I've been reading about CONFIG_WBT, and also BFQ. I tried to compare WBT v.s. CFQ in my hard drive. I learned CFQ tries to control Linux' massive async writeback, but its success is limited because of the hard drive's writeback cache. Disabling the hardware write cache (but leaving NCQ enabled) on my drive allowed much improved control.[1]
[1] Determine the specific benefit of Writeback Throttling (CONFIG_WBT)
I know WBT is nowadays disabled on CFQ/BFQ. Also, since upstream Linux v4.19 is pushing blk-mq as a default for scsi, distributions e.g. Fedora need to switch from CFQ to BFQ by default, or switch back to the "legacy" block layer, or etc., according to their evaluations. So I would like to understand BFQ.

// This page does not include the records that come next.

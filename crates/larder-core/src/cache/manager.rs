use std::time::Duration;

use tracing::debug;

use crate::config::Config;
use crate::models::{InventoryItem, Preferences, UserId};
use crate::utils::format::age_display;

use super::key::{CacheKey, Resource};
use super::ttl::TtlCache;

/// Anything a screen may cache.
#[derive(Debug, Clone, PartialEq)]
pub enum CachedPayload {
    Inventory(Vec<InventoryItem>),
    InventoryNames(Vec<String>),
    Preferences(Preferences),
}

/// Typed view over one shared TTL cache.
///
/// Screens never build keys or payloads by hand; each resource has a
/// load/save pair that pins the key to its payload variant.
#[derive(Debug)]
pub struct CacheManager {
    cache: TtlCache<CacheKey, CachedPayload>,
}

impl CacheManager {
    pub fn new(ttl: Duration) -> Self {
        Self {
            cache: TtlCache::new(ttl),
        }
    }

    pub fn from_config(config: &Config) -> Self {
        Self::new(config.cache_ttl())
    }

    pub fn ttl(&self) -> Duration {
        self.cache.ttl()
    }

    fn load(&self, key: CacheKey) -> Option<CachedPayload> {
        let hit = self.cache.get(&key);
        debug!(key = %key, hit = hit.is_some(), "Cache lookup");
        hit
    }

    fn save(&self, key: CacheKey, payload: CachedPayload) {
        debug!(key = %key, "Cache write");
        self.cache.set(key, payload);
    }

    // ===== Inventory =====

    pub fn inventory(&self, user: UserId) -> Option<Vec<InventoryItem>> {
        match self.load(CacheKey::inventory(user))? {
            CachedPayload::Inventory(items) => Some(items),
            _ => None,
        }
    }

    pub fn set_inventory(&self, user: UserId, items: Vec<InventoryItem>) {
        self.save(CacheKey::inventory(user), CachedPayload::Inventory(items));
    }

    // ===== Inventory Names =====

    pub fn inventory_names(&self, user: UserId) -> Option<Vec<String>> {
        match self.load(CacheKey::inventory_names(user))? {
            CachedPayload::InventoryNames(names) => Some(names),
            _ => None,
        }
    }

    pub fn set_inventory_names(&self, user: UserId, names: Vec<String>) {
        self.save(CacheKey::inventory_names(user), CachedPayload::InventoryNames(names));
    }

    // ===== Preferences =====

    pub fn preferences(&self, user: UserId) -> Option<Preferences> {
        match self.load(CacheKey::preferences(user))? {
            CachedPayload::Preferences(prefs) => Some(prefs),
            _ => None,
        }
    }

    pub fn set_preferences(&self, user: UserId, prefs: Preferences) {
        self.save(CacheKey::preferences(user), CachedPayload::Preferences(prefs));
    }

    // ===== Invalidation =====

    pub fn invalidate(&self, key: CacheKey) {
        debug!(key = %key, "Cache invalidate");
        self.cache.invalidate(&key);
    }

    /// Drop every key an inventory add/edit/delete could make wrong.
    pub fn invalidate_inventory(&self, user: UserId) {
        for resource in Resource::affected_by_inventory_change() {
            self.invalidate(CacheKey::new(*resource, user));
        }
    }

    pub fn invalidate_preferences(&self, user: UserId) {
        self.invalidate(CacheKey::preferences(user));
    }

    /// Drop everything cached for one account.
    pub fn invalidate_user(&self, user: UserId) {
        let dropped = self.cache.invalidate_where(|key| key.owner == user);
        debug!(user = %user, dropped, "Cache invalidated for user");
    }

    /// Drop everything. Used on logout so the next account starts cold.
    pub fn clear(&self) {
        debug!("Cache cleared");
        self.cache.invalidate_all();
    }

    // ===== Cache Age Information =====

    pub fn ages(&self, user: UserId) -> CacheAges {
        let age = |key: CacheKey| self.cache.age(&key).map(age_display);
        CacheAges {
            inventory: age(CacheKey::inventory(user)),
            preferences: age(CacheKey::preferences(user)),
        }
    }
}

#[derive(Debug, Default, PartialEq)]
pub struct CacheAges {
    pub inventory: Option<String>,
    pub preferences: Option<String>,
}

impl CacheAges {
    pub fn inventory_age(&self) -> String {
        self.inventory.clone().unwrap_or_else(|| "never".to_string())
    }

    pub fn preferences_age(&self) -> String {
        self.preferences.clone().unwrap_or_else(|| "never".to_string())
    }
}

I read BFQ has two hardware-side heuristics. It "overcharges" writes by 10x, to mitigate the effect of device write cache. It also tries to mitigate the effect of NCQ using idling. For now, I am most confused by the write overcharge.
To keep low the ratio between the number of write requests and the number of read requests served, we just added a write (over)charge coefficient: for each sector written, the budget of the active application is decremented by this coefficient instead of one. As shown by our experimental results, a coefficient equal to ten proved effective in guaranteeing high throughput and low latency.
http://algo.ing.unimo.it/people/paolo/disk_sched/bf1-v1-suite-results.pdf
/*
 * Async to sync throughput distribution is controlled as follows:
 * when an async request is served, the entity is charged the number
 * of sectors of the request, multiplied by the factor below
 */
static const int bfq_async_charge_factor = 10;
https://elixir.bootlin.com/linux/v4.18/source/block/bfq-iosched.c#L190
(I don't see any code in BFQ to disable this factor when writeback caching is disabled. I see WBT included some code to track if writeback caching is enabled, for very similar reasons. In principle I assume BFQ could do the same thing, but right now it seems BFQ will always overcharge writes, even though BFQ only claims it is needed on devices with writeback caching).
This says async writes will be given a much lower share of the device throughput. Is there a simple test case to observe this "unfair" share? Or am I mis-understanding?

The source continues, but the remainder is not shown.